Data entries
● ● ● ● ● ● ●
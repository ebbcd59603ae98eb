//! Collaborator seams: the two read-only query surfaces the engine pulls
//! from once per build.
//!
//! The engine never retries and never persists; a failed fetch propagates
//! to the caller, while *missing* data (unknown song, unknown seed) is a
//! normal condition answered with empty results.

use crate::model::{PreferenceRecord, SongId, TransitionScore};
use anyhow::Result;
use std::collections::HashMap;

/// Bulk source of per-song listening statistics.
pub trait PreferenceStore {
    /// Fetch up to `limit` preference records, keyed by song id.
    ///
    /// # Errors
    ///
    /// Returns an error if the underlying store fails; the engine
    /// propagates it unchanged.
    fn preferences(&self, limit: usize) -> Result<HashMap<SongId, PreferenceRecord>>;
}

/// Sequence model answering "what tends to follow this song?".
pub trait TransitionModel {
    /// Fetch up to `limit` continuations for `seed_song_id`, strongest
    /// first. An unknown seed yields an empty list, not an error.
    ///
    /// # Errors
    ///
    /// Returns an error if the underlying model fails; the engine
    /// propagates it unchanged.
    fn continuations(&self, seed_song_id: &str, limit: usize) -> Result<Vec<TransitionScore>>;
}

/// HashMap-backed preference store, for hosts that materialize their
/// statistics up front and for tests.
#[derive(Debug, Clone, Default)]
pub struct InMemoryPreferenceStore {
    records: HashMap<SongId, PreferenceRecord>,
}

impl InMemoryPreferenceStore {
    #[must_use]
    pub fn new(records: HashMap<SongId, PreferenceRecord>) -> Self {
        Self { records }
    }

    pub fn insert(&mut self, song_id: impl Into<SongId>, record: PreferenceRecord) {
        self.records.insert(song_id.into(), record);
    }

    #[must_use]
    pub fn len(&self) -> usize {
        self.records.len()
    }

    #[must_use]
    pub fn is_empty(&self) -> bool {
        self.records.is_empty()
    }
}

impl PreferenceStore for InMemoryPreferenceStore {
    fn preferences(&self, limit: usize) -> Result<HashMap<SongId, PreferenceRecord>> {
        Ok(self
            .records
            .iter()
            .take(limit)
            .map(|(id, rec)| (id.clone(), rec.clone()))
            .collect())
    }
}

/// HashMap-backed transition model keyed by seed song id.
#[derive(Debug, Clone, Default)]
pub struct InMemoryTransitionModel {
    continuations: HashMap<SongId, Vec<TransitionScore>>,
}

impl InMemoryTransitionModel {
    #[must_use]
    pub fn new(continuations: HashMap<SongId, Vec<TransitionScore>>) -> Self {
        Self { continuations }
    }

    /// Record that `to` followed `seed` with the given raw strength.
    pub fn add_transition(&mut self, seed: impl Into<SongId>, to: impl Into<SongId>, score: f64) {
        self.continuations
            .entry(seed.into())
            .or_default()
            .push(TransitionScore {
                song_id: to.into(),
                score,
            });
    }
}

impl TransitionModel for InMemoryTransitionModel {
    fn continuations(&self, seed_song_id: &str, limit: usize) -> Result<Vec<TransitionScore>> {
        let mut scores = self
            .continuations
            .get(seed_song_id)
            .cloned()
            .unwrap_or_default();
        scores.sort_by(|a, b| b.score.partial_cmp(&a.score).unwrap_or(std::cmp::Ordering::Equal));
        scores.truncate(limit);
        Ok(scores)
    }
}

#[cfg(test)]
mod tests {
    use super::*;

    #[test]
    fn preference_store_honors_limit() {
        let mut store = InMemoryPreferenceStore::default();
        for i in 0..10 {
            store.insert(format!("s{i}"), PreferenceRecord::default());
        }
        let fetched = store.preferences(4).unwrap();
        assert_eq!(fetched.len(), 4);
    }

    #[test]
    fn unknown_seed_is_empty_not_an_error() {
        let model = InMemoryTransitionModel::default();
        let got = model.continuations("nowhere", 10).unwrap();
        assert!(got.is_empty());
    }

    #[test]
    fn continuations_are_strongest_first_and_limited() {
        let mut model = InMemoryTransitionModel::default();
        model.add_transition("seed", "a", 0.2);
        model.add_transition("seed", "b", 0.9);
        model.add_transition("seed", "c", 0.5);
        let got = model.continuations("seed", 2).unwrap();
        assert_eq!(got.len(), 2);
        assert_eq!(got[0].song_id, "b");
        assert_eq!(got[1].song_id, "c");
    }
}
● ● ● ● ● ● ●
→ **Action item**
Read through the entries and copy every line that includes "usize".

→ **Problem solution**
    fn preferences(&self, limit: usize) -> Result<HashMap<SongId, PreferenceRecord>>;
    fn continuations(&self, seed_song_id: &str, limit: usize) -> Result<Vec<TransitionScore>>;
    pub fn len(&self) -> usize {
    fn preferences(&self, limit: usize) -> Result<HashMap<SongId, PreferenceRecord>> {
    fn continuations(&self, seed_song_id: &str, limit: usize) -> Result<Vec<TransitionScore>> {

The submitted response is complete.